Personnalité, fonction : CAZENEUVE Bernard.

FRANCE. Ministre de l'intérieur

Circonstances : Question au gouvernement posée par Mme Laurence Arribagé, députée (Les Républicains) de Haute-Garonne, à l'Assemblée nationale le 2 mars 2016

ti : Madame la Députée, la question que vous posez est absolument centrale dans la lutte antiterroriste. Nous avons pris un grand nombre de mesures s'agissant du renforcement des forces de sécurité, et des moyens supplémentaires ont été donnés à nos services de renseignement. Mais notre action en matière de sécurité n'aura pas l'impact attendu si nous n'engageons pas des actions structurelles dans le domaine de la déradicalisation.

Vous me demandez d'être précis. Premier point : nombre de jeunes se radicalisent sur internet, comme nous l'avons vu à Marseille où un jeune lycéen s'en est pris à un enseignant d'une école juive suite à une auto-radicalisation sur le web.

Afin de faire face à une telle situation, nous avons instauré le blocage administratif des sites, nous avons engagé une relation très étroite avec les grands opérateurs internet américains, avec lesquels nous définissons des modalités de retrait des contenus, vidéos, sites et blogs illicites. Nous avons également mis en place un site, Stop-djihadisme qui mobilise les familles - Mme la ministre Laurence Rossignol est très impliquée dans ce dossier - et vise à prévenir la radicalisation des jeunes.

Deuxième point : avec le garde des Sceaux, nous avons envoyé il y a quelques mois une circulaire à l'ensemble des préfets et des procureurs de la République afin que, après que des jeunes ont été signalés sur la plateforme gérée par le ministère de l'intérieur, tous les services de l'État au sein des territoires puissent se mobiliser pour mettre en place des dispositifs individualisés de déradicalisation en fonction de chaque territoire et de chaque profil.

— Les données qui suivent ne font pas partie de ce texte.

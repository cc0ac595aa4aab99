//! Redis-backed document store
//!
//! Each collection is one hash `{prefix}{collection}` mapping document id to
//! its JSON encoding. Batch deletes run inside MULTI/EXEC and counters are
//! adjusted by a Lua script so both are atomic on the server.

use async_trait::async_trait;
use redis::aio::ConnectionManager;
use redis::AsyncCommands;
use serde_json::Value;
use tracing::{debug, info};

use super::store::{Collection, DocumentRef, DocumentStore};
use crate::utils::errors::Result;

const INCREMENT_CLAMPED: &str = r#"
local raw = redis.call('HGET', KEYS[1], ARGV[1])
if not raw then
    return redis.error_reply('document not found: ' .. KEYS[1] .. '/' .. ARGV[1])
end
local document = cjson.decode(raw)
local value = (tonumber(document[ARGV[2]]) or 0) + tonumber(ARGV[3])
local floor = tonumber(ARGV[4])
if value < floor then
    value = floor
end
document[ARGV[2]] = value
redis.call('HSET', KEYS[1], ARGV[1], cjson.encode(document))
return value
"#;

#[derive(Clone)]
pub struct RedisDocumentStore {
    connection_manager: ConnectionManager,
    prefix: String,
}

impl RedisDocumentStore {
    /// Connect and keep a managed connection that reconnects on failure
    pub async fn connect(url: &str, prefix: &str) -> Result<Self> {
        let client = redis::Client::open(url)?;
        let connection_manager = ConnectionManager::new(client).await?;
        info!(prefix = prefix, "Connected to redis document store");

        Ok(Self {
            connection_manager,
            prefix: prefix.to_string(),
        })
    }

    fn key(&self, collection: Collection) -> String {
        format!("{}{}", self.prefix, collection.name())
    }
}

#[async_trait]
impl DocumentStore for RedisDocumentStore {
    async fn put(&self, collection: Collection, id: &str, document: Value) -> Result<()> {
        let mut conn = self.connection_manager.clone();
        let serialized = serde_json::to_string(&document)?;
        let _: () = conn.hset(self.key(collection), id, serialized).await?;
        debug!(collection = %collection, id = id, "Document written");
        Ok(())
    }

    async fn get(&self, collection: Collection, id: &str) -> Result<Option<Value>> {
        let mut conn = self.connection_manager.clone();
        let raw: Option<String> = conn.hget(self.key(collection), id).await?;

        match raw {
            Some(data) => Ok(Some(serde_json::from_str(&data)?)),
            None => Ok(None),
        }
    }

    async fn query_eq(
        &self,
        collection: Collection,
        field: &str,
        value: &Value,
    ) -> Result<Vec<Value>> {
        let mut conn = self.connection_manager.clone();
        let raw: Vec<String> = conn.hvals(self.key(collection)).await?;

        let mut matches = Vec::new();
        for data in raw {
            let document: Value = serde_json::from_str(&data)?;
            if document.get(field) == Some(value) {
                matches.push(document);
            }
        }

        debug!(collection = %collection, field = field, matches = matches.len(), "Query executed");
        Ok(matches)
    }

    async fn delete(&self, collection: Collection, id: &str) -> Result<()> {
        let mut conn = self.connection_manager.clone();
        let _: () = conn.hdel(self.key(collection), id).await?;
        Ok(())
    }

    async fn delete_batch(&self, documents: &[DocumentRef]) -> Result<()> {
        if documents.is_empty() {
            return Ok(());
        }

        let mut pipe = redis::pipe();
        pipe.atomic();
        for document in documents {
            pipe.hdel(self.key(document.collection), &document.id).ignore();
        }

        let mut conn = self.connection_manager.clone();
        let _: () = pipe.query_async(&mut conn).await?;
        debug!(count = documents.len(), "Batch delete committed");
        Ok(())
    }

    async fn increment_clamped(
        &self,
        collection: Collection,
        id: &str,
        field: &str,
        delta: i64,
        min: i64,
    ) -> Result<i64> {
        let mut conn = self.connection_manager.clone();
        let value: i64 = redis::Script::new(INCREMENT_CLAMPED)
            .key(self.key(collection))
            .arg(id)
            .arg(field)
            .arg(delta)
            .arg(min)
            .invoke_async(&mut conn)
            .await?;

        Ok(value)
    }
}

Troisième point : il est absolument indispensable que nous mobilisions les musulmans eux-mêmes. La semaine prochaine, nous mettrons en place une instance de dialogue avec les représentants du culte musulman pour engager ces derniers dans cette action de déradicalisation. Ils sont très partant pour cela, ils ont signé une charte qui les engage, nous aurons de bons résultats.

J'ajoute que l'installation de deux centres de déradicalisation est prévue, l'un pour des jeunes qui s'y rendraient volontairement, l'autre pour ceux qui rentreraient de Syrie.